Dalam diskursus silaturahmi tersebut, ditegaskan pentingnya uraian Panca Cinta dalam bingkai Kurikulum Berbasis Cinta sebagai amanah besar dalam perilaku berbangsa dan berbudaya, sebagaimana dirumuskan Menteri Agama RI, Almukarrom Bapak Prof. Dr. KH. Nasaruddin Umar, MA. Pendidikan cinta bukan sekadar metode pedagogik, melainkan orientasi peradaban mencintai ilmu, mencintai manusia, mencintai alam, mencintai bangsa, dan mencintai Tuhan sebagai satu kesatuan etika publik.
Perhatian terhadap kajian ekoteologi ditegaskan sebagai moralitas bersama. Di tengah krisis lingkungan global, mahasiswa PTKIN dipanggil menjadi subjek etika ekologis menghubungkan iman dengan tanggung jawab kosmik serta menjadikan ilmu sebagai instrumen penjaga keberlanjutan. Inilah wajah baru moralitas publik spiritual, ilmiah, dan berkeadaban yang tumbuh dari spirit mahasiswa yang sadar peran sejarahnya.
Dalam perspektif kenegaraan, visi Asta Cita dipahami sebagai azzam kolektif untuk meneguhkan titik nadir moralitas bangsa. Amanah Presiden RI, Almukarrom Bapak H. Prabowo Subianto, menjadi panggilan sejarah bagi seluruh anak bangsa dalam mewujudkan Indonesia Emas 2045. Di sinilah mahasiswa PTKIN ditegaskan sebagai peradaban untuk dunia wal akhirat pewaris nilai, penuntun ilmu, dan pelayan kemaslahatan.

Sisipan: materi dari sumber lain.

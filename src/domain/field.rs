// ==========================================
// 数据传输系统 - 字段与单元格模型
// ==========================================
// 职责: 字段定义（FieldSpec）、单元格值、原始行、规范行
// 说明: FieldSpec 在任务生命周期内不可变，同时驱动映射与校验
// ==========================================

use chrono::{NaiveDate, NaiveDateTime, Timelike};
use serde::{Deserialize, Serialize};
use std::collections::BTreeMap;
use std::fmt;

// ==========================================
// FieldType - 字段类型（决定类型转换）
// ==========================================
#[derive(Debug, Clone, Copy, PartialEq, Eq, Serialize, Deserialize)]
#[serde(rename_all = "snake_case")]
pub enum FieldType {
    String, // 原样文本（错误报告中按文本写出）
    Date,   // 表格日期序列号/日期文本 → 日历日期
    Number, // 数值文本 → 数值
}

// ==========================================
// FieldSpec - 字段定义
// ==========================================
#[derive(Debug, Clone, PartialEq, Serialize, Deserialize)]
pub struct FieldSpec {
    /// 规范字段键（内部名）
    pub field: String,
    /// 列标签（面向用户）
    pub label: String,
    #[serde(default, rename = "type", skip_serializing_if = "Option::is_none")]
    pub field_type: Option<FieldType>,
    /// 校验规则，如 `required|max:50`
    #[serde(default, skip_serializing_if = "Option::is_none")]
    pub rule: Option<String>,
}

impl FieldSpec {
    pub fn new(field: impl Into<String>, label: impl Into<String>) -> Self {
        Self {
            field: field.into(),
            label: label.into(),
            field_type: None,
            rule: None,
        }
    }

    pub fn with_type(mut self, field_type: FieldType) -> Self {
        self.field_type = Some(field_type);
        self
    }

    pub fn with_rule(mut self, rule: impl Into<String>) -> Self {
        self.rule = Some(rule.into());
        self
    }

    /// 规则中是否包含 required（前端用于标记必填列）
    pub fn is_required(&self) -> bool {
        self.rule
            .as_deref()
            .map(|r| r.split('|').any(|part| part.trim() == "required"))
            .unwrap_or(false)
    }
}

// ==========================================
// CellValue - 单元格值
// ==========================================
#[derive(Debug, Clone, PartialEq, Serialize, Deserialize)]
#[serde(tag = "t", content = "v", rename_all = "snake_case")]
pub enum CellValue {
    Empty,
    String(String),
    Int(i64),
    Float(f64),
    Bool(bool),
    Date(NaiveDate),
    DateTime(NaiveDateTime),
}

impl CellValue {
    /// 空值或空白文本
    pub fn is_empty(&self) -> bool {
        match self {
            CellValue::Empty => true,
            CellValue::String(s) => s.trim().is_empty(),
            _ => false,
        }
    }

    /// 展示值（用户在表格中看到的形式）
    pub fn to_display(&self) -> String {
        match self {
            CellValue::Empty => String::new(),
            CellValue::String(s) => s.clone(),
            CellValue::Int(i) => i.to_string(),
            CellValue::Float(f) => format_float(*f),
            CellValue::Bool(b) => if *b { "TRUE" } else { "FALSE" }.to_string(),
            CellValue::Date(d) => d.format("%Y-%m-%d").to_string(),
            CellValue::DateTime(dt) => {
                if dt.time().num_seconds_from_midnight() == 0 {
                    dt.format("%Y-%m-%d").to_string()
                } else {
                    dt.format("%Y-%m-%d %H:%M:%S").to_string()
                }
            }
        }
    }

    /// 数值视图（整数/浮点/数值文本）
    pub fn as_f64(&self) -> Option<f64> {
        match self {
            CellValue::Int(i) => Some(*i as f64),
            CellValue::Float(f) => Some(*f),
            CellValue::String(s) => s.trim().parse::<f64>().ok(),
            _ => None,
        }
    }
}

impl fmt::Display for CellValue {
    fn fmt(&self, f: &mut fmt::Formatter<'_>) -> fmt::Result {
        f.write_str(&self.to_display())
    }
}

impl From<&str> for CellValue {
    fn from(value: &str) -> Self {
        if value.is_empty() {
            CellValue::Empty
        } else {
            CellValue::String(value.to_string())
        }
    }
}

impl From<String> for CellValue {
    fn from(value: String) -> Self {
        if value.is_empty() {
            CellValue::Empty
        } else {
            CellValue::String(value)
        }
    }
}

impl From<i64> for CellValue {
    fn from(value: i64) -> Self {
        CellValue::Int(value)
    }
}

impl From<f64> for CellValue {
    fn from(value: f64) -> Self {
        CellValue::Float(value)
    }
}

impl From<NaiveDate> for CellValue {
    fn from(value: NaiveDate) -> Self {
        CellValue::Date(value)
    }
}

/// 整数值的浮点数按整数展示（表格数值单元格常见情况）
fn format_float(f: f64) -> String {
    if f.is_finite() && f.fract() == 0.0 && f.abs() < 1e15 {
        format!("{}", f as i64)
    } else {
        f.to_string()
    }
}

// ==========================================
// RawRow - 原始行（按文件列顺序，以列头为键）
// ==========================================
#[derive(Debug, Clone, Default, PartialEq, Serialize, Deserialize)]
pub struct RawRow {
    cells: Vec<(String, CellValue)>,
}

impl RawRow {
    pub fn new(cells: Vec<(String, CellValue)>) -> Self {
        Self { cells }
    }

    /// 以表头与单元格值按位置拼接（多余的值被丢弃，缺失的值视为空）
    pub fn from_headers(headers: &[String], values: Vec<CellValue>) -> Self {
        let mut values = values.into_iter();
        let cells = headers
            .iter()
            .map(|h| (h.clone(), values.next().unwrap_or(CellValue::Empty)))
            .collect();
        Self { cells }
    }

    /// 按列头取值（列头重复时取第一列）
    pub fn get(&self, header: &str) -> Option<&CellValue> {
        self.cells
            .iter()
            .find(|(h, _)| h == header)
            .map(|(_, v)| v)
    }

    pub fn cells(&self) -> &[(String, CellValue)] {
        &self.cells
    }

    pub fn len(&self) -> usize {
        self.cells.len()
    }

    pub fn is_empty(&self) -> bool {
        self.cells.is_empty()
    }

    /// 整行空白
    pub fn is_blank(&self) -> bool {
        self.cells.iter().all(|(_, v)| v.is_empty())
    }
}

/// 规范行: 字段键 → 转换后的值
pub type CanonicalRow = BTreeMap<String, CellValue>;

Silaturahmi ini juga meneguhkan spirit PTKIN satu napas satu visi satu orientasi peradaban. Mahasiswa PTKIN bangkit membangun persaudaraan dalam bingkai Pancasila menautkan ukhuwah kebangsaan, profesionalisme, dan spirit mahasiswa sebagai energi moral peradaban Indonesia yang beradab, moderat, dan bermartabat.
Dengan demikian, pertemuan ini bukan sekadar peristiwa institusional, melainkan pernyataan sikap intelektual dan spiritual bahwa seluruh mahasiswa PTKIN dipanggil untuk hadir sebagai penyangga moral bangsa, pengawal ilmu, dan penggerak peradaban menuju Indonesia Emas 2045.
Menjadi Ummati Yang Dibanggakan Rhosulullah SAW.